They're cutting the workforce by 15% and deferring any further work on PT-630, their internal DPPIV inhibitor, to focus on the phase 2 study of talabostat with Gemzar in pancreatic carcinoma, as well as the two ongoing phase 3 studies in NSCLC.

I don't understand why they haven't raised capital before this time. I expected it within past few months. It's possible management wants to avoid the dilution associated with raising money at these depressed stock prices, and is hoping for a positive result in pancreatic Ca before the end of the year.

Clearly the market is worried about something that's undisclosed which is making fundraising difficult. I think that's unlikely because the multiple clinical investigators participating in the phase 3 program have read the investigator's brochure and are willing to enroll their patients in the talabostat trial, which excludes other trials, so they believe this could work.

Here's the press release:

Point Therapeutics Reports Third Quarter 2006 Financial Results
Thursday November 9, 4:03 pm ET
Conference Call Scheduled for Today at 4:30 PM EST

BOSTON--(BUSINESS WIRE)--Point Therapeutics, Inc. (NASDAQ: POTP - News) today presented a quarterly update on the Company's progress and reported financial results for the fiscal quarter and nine months ended September 30, 2006.

Point furthered and/or completed several key initiatives:

* Continued enrollment into the Company's two randomized Phase 3 double blind placebo-controlled trials of talabostat in patients with metastatic non-small cell lung cancer (NSCLC) who have previously failed platinum-based therapies. The first Phase 3 trial evaluates docetaxel (Taxotere®; Sanofi-Aventis) with and without talabostat. The second Phase 3 trial evaluates pemetrexed (Alimta®; Eli Lilly) with and without talabostat. Both trials continue to accrue patients and results from each trial are expected by the end of 2007. In addition, the Company is currently recruiting study sites in Canada.
* Undertook cost reduction measures to prioritize the use of capital resources to complete the Company's two Phase 3 NSCLC clinical trials.

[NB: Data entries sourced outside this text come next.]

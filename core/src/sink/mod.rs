use crate::codec::Table;
use crate::errors::Result;
use crate::value::Row;

/// Destination for decomposed rows.
///
/// The batch queue buffers what it is given; the upsert executor writes it
/// straight through. The decomposer does not know which one it is feeding.
#[allow(async_fn_in_trait)]
pub trait Sink {
    async fn submit(&mut self, table: Table, row: Row) -> Result<()>;
}
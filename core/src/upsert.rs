use tracing::debug;

use crate::codec::Table;
use crate::errors::{Result, RowError};
use crate::sink::Sink;
use crate::store::Store;
use crate::value::{check_row, Row};

/// Rows per transaction when the caller does not say otherwise.
pub const DEFAULT_CHUNK_SIZE: usize = 100;

/// Parameterized insert-or-update statement for one table.
///
/// Identifiers come from the table registry and are always quoted; values are
/// bound as `$n` placeholders, never interpolated.
#[derive(Debug, Clone)]
pub struct UpsertStatement {
    table: Table,
    sql: String,
}

impl UpsertStatement {
    pub fn for_table(table: Table) -> Self {
        let columns = table.columns();
        let column_list = join_quoted(columns.iter().copied());
        let placeholders = (1..=columns.len())
            .map(|i| format!("${i}"))
            .collect::<Vec<_>>()
            .join(", ");
        let conflict_list = join_quoted(table.conflict_columns().iter().copied());

        let updates = table
            .update_columns()
            .map(|column| format!("{} = EXCLUDED.{}", quote_ident(column), quote_ident(column)))
            .collect::<Vec<_>>();
        let action = if updates.is_empty() {
            "DO NOTHING".to_string()
        } else {
            format!("DO UPDATE SET {}", updates.join(", "))
        };

        let sql = format!(
            "INSERT INTO {} ({column_list}) VALUES ({placeholders}) ON CONFLICT ({conflict_list}) {action}",
            quote_ident(table.name()),
        );

        Self { table, sql }
    }

    pub fn table(&self) -> Table {
        self.table
    }

    pub fn sql(&self) -> &str {
        &self.sql
    }
}

pub(crate) fn quote_ident(ident: &str) -> String {
    format!("\"{}\"", ident.replace('"', "\"\""))
}

pub(crate) fn join_quoted<'a>(idents: impl Iterator<Item = &'a str>) -> String {
    idents.map(quote_ident).collect::<Vec<_>>().join(", ")
}

/// Issues idempotent writes against a [`Store`]: insert each row, or update
/// the non-key columns of the row that already holds the same conflict key.
pub struct UpsertExecutor<S> {
    store: S,
}

impl<S: Store> UpsertExecutor<S> {
    pub fn new(store: S) -> Self {
        Self { store }
    }

    pub fn store(&self) -> &S {
        &self.store
    }

    /// Writes exactly one row in its own transaction.
    pub async fn upsert(&self, table: Table, row: &Row) -> Result<()> {
        check_row(table, row)?;
        let statement = UpsertStatement::for_table(table);
        self.store
            .write_chunk(&statement, std::slice::from_ref(row))
            .await?;
        Ok(())
    }

    /// Writes `rows` in chunks of at most `chunk_size`, one transaction per
    /// chunk, and returns the number of chunks committed.
    ///
    /// Every row is checked before the first chunk is sent. Chunks committed
    /// before a failing chunk stay committed.
    pub async fn batch_upsert(
        &self,
        table: Table,
        rows: &[Row],
        chunk_size: usize,
    ) -> Result<usize> {
        if chunk_size == 0 {
            return Err(RowError::ZeroChunkSize.into());
        }
        for row in rows {
            check_row(table, row)?;
        }

        let statement = UpsertStatement::for_table(table);
        let mut written = 0;
        for chunk in rows.chunks(chunk_size) {
            self.store.write_chunk(&statement, chunk).await?;
            written += 1;
            debug!(table = %table, rows = chunk.len(), chunk = written, "Wrote chunk");
        }
        Ok(written)
    }
}

/// Unbuffered mode: every submitted row is written immediately.
impl<S: Store> Sink for UpsertExecutor<S> {
    async fn submit(&mut self, table: Table, row: Row) -> Result<()> {
        self.upsert(table, &row).await
    }
}

#[cfg(test)]
mod tests {
    use super::*;
    use crate::errors::IngestionError;
    use crate::store::memory::MemoryStore;
    use crate::value::SqlValue;

    fn identification_row(nct_id: &str, brief_title: &str) -> Row {
        let mut row: Row = vec![SqlValue::Text(None); Table::Identification.columns().len()];
        row[0] = nct_id.into();
        row[1] = SqlValue::TextList(vec![]);
        row[2] = SqlValue::Int(None);
        row[6] = SqlValue::Int(None);
        row[7] = brief_title.into();
        row[14] = SqlValue::Int(Some(0));
        row
    }

    fn condition_rows(count: usize) -> Vec<Row> {
        (0..count)
            .map(|i| -> Row { vec!["NCT001".into(), format!("condition-{i}").into()] })
            .collect()
    }

    #[test]
    fn test_statement_updates_only_non_key_columns() {
        let statement = UpsertStatement::for_table(Table::Phases);
        assert_eq!(
            statement.sql(),
            "INSERT INTO \"phases\" (\"nct_id\", \"phase\") VALUES ($1, $2) \
             ON CONFLICT (\"nct_id\", \"phase\") DO NOTHING"
        );

        let statement = UpsertStatement::for_table(Table::Facility);
        assert!(statement.sql().ends_with(
            "ON CONFLICT (\"nct_id\", \"name\", \"status\", \"city\", \"state\", \"zip\", \"country\") \
             DO UPDATE SET \"contacts\" = EXCLUDED.\"contacts\""
        ));
    }

    #[test]
    fn test_statement_binds_every_column() {
        let statement = UpsertStatement::for_table(Table::Status);
        assert!(statement.sql().contains("$17"));
        assert!(!statement.sql().contains("$18"));
        assert!(!statement.sql().contains("\"nct_id\" = EXCLUDED"));
    }

    #[tokio::test]
    async fn test_upsert_is_idempotent_on_conflict_key() {
        let store = MemoryStore::new();
        let executor = UpsertExecutor::new(store.clone());

        executor
            .upsert(Table::Identification, &identification_row("NCT001", "A"))
            .await
            .unwrap();
        executor
            .upsert(Table::Identification, &identification_row("NCT001", "B"))
            .await
            .unwrap();

        let rows = store.rows(Table::Identification);
        assert_eq!(rows.len(), 1);
        assert_eq!(rows[0][7].as_text(), Some("B"));
    }

    #[tokio::test]
    async fn test_batch_upsert_splits_into_chunks() {
        let store = MemoryStore::new();
        let executor = UpsertExecutor::new(store.clone());

        let chunks = executor
            .batch_upsert(Table::Conditions, &condition_rows(250), 100)
            .await
            .unwrap();

        assert_eq!(chunks, 3);
        let sizes: Vec<usize> = store.writes().iter().map(|w| w.rows).collect();
        assert_eq!(sizes, vec![100, 100, 50]);
        assert_eq!(store.row_count(Table::Conditions), 250);
    }

    #[tokio::test]
    async fn test_malformed_row_rejected_before_any_write() {
        let store = MemoryStore::new();
        let executor = UpsertExecutor::new(store.clone());

        let mut rows = condition_rows(150);
        rows[120].pop();

        let err = executor
            .batch_upsert(Table::Conditions, &rows, 100)
            .await
            .unwrap_err();

        assert!(matches!(err, IngestionError::Row(RowError::Arity { .. })));
        assert!(store.writes().is_empty());
    }

    #[tokio::test]
    async fn test_mistyped_cell_rejected_before_any_write() {
        let store = MemoryStore::new();
        let executor = UpsertExecutor::new(store.clone());

        let mut rows = condition_rows(150);
        rows[120][1] = SqlValue::Int(Some(5));

        let err = executor
            .batch_upsert(Table::Conditions, &rows, 100)
            .await
            .unwrap_err();

        match err {
            IngestionError::Row(RowError::ColumnType { table, column, .. }) => {
                assert_eq!(table, "conditions");
                assert_eq!(column, "name");
            }
            other => panic!("unexpected error: {other:?}"),
        }
        assert!(store.writes().is_empty());

        let err = executor
            .upsert(Table::Conditions, &rows[120])
            .await
            .unwrap_err();
        assert!(matches!(err, IngestionError::Row(RowError::ColumnType { .. })));
        assert!(store.writes().is_empty());
    }

    #[tokio::test]
    async fn test_zero_chunk_size_is_rejected() {
        let executor = UpsertExecutor::new(MemoryStore::new());
        let err = executor
            .batch_upsert(Table::Conditions, &condition_rows(1), 0)
            .await
            .unwrap_err();
        assert!(matches!(err, IngestionError::Row(RowError::ZeroChunkSize)));
    }

    #[tokio::test]
    async fn test_failing_chunk_keeps_earlier_chunks() {
        let store = MemoryStore::new();
        store.fail_after(Table::Conditions, 1);
        let executor = UpsertExecutor::new(store.clone());

        let err = executor
            .batch_upsert(Table::Conditions, &condition_rows(250), 100)
            .await
            .unwrap_err();

        assert!(matches!(err, IngestionError::Storage(_)));
        // first chunk committed, the failing one rolled back entirely
        assert_eq!(store.row_count(Table::Conditions), 100);
        assert_eq!(store.writes().len(), 1);
    }
}
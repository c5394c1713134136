use serde::Serialize;
use tracing_subscriber::layer::SubscriberExt;
use tracing_subscriber::util::SubscriberInitExt;

use crate::batch::QueueStats;

pub fn init_tracing() {
    tracing_subscriber::registry()
        .with(
            tracing_subscriber::EnvFilter::try_from_default_env()
                .unwrap_or_else(|_| "ctgov_core=info,runner_container=info".into()),
        )
        .with(tracing_subscriber::fmt::layer())
        .init();
}

#[derive(Debug, Default, Clone, Serialize)]
pub struct IngestMetrics {
    pub total_records: usize,
    pub successful_records: usize,
    pub failed_records: usize,
    pub dead_lettered_records: usize,
    pub rows_submitted: usize,
    pub direct_writes: usize,
    pub flushes: usize,
    pub failed_flushes: usize,
    pub chunks_written: usize,
    pub rows_flushed: usize,
    pub avg_rows_per_record: f64,
}

impl IngestMetrics {
    pub(crate) fn record_success(&mut self, rows: usize) {
        self.successful_records += 1;
        self.rows_submitted += rows;
        self.avg_rows_per_record = self.rows_submitted as f64 / self.successful_records as f64;
    }

    pub(crate) fn absorb_queue_stats(&mut self, stats: &QueueStats) {
        self.flushes = stats.flushes;
        self.failed_flushes = stats.failed_flushes;
        self.chunks_written = stats.chunks_written;
        self.rows_flushed = stats.rows_flushed;
    }
}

These measures are projected to reduce the Company's FY 2007 operating expenses by approximately $7.0 million, or 20%, from the projected operating expenses for FY 2006. Cost reduction measures include deferring the preclinical development of the Company's type 2 diabetes candidate, PT-630, focusing the Company's preclinical research efforts to primarily support the clinical development of talabostat and continuing tight control over discretionary spending. Along with these measures, the Company has reduced its workforce by approximately 15%, primarily in the internal preclinical research group. With these measures in place, the Company currently forecasts that the quarterly cash spend for FY 2007 will be approximately $6.0 million. The Company estimates that the total charges for the cost reduction plan will be approximately $330,000.
* Presented new preclinical data at two scientific meetings in the last quarter. At annual meeting of the International Society for Biological Therapy of Cancer Development (iSBTC) in Los Angeles, CA in October, a study of talabostat conducted in the laboratory of Dr. Lee J. Helman, in the Pediatric Oncology Branch of the National Institutes of Health, was presented. This study demonstrated in an osteosarcoma model that mice treated with talabostat had a four-fold decrease in the number of primary tumors compared to saline treatment, and, in a separate experiment in the study, that mice treated with talabostat had a 20-fold decrease in the number of gross metastatic lung nodules compared to saline treatment. At the American Association for Cancer Research Annual Meeting in September, a study of talabostat conducted in the laboratory of Dr. Charles Dinarello, a Professor of Medicine at the University of Colorado School of Medicine, was presented that highlighted talabostat's ability to stimulate key cytokines in whole blood cultures from healthy humans, particularly IL-1 alpha, which is known to play an important role in immunostimulation.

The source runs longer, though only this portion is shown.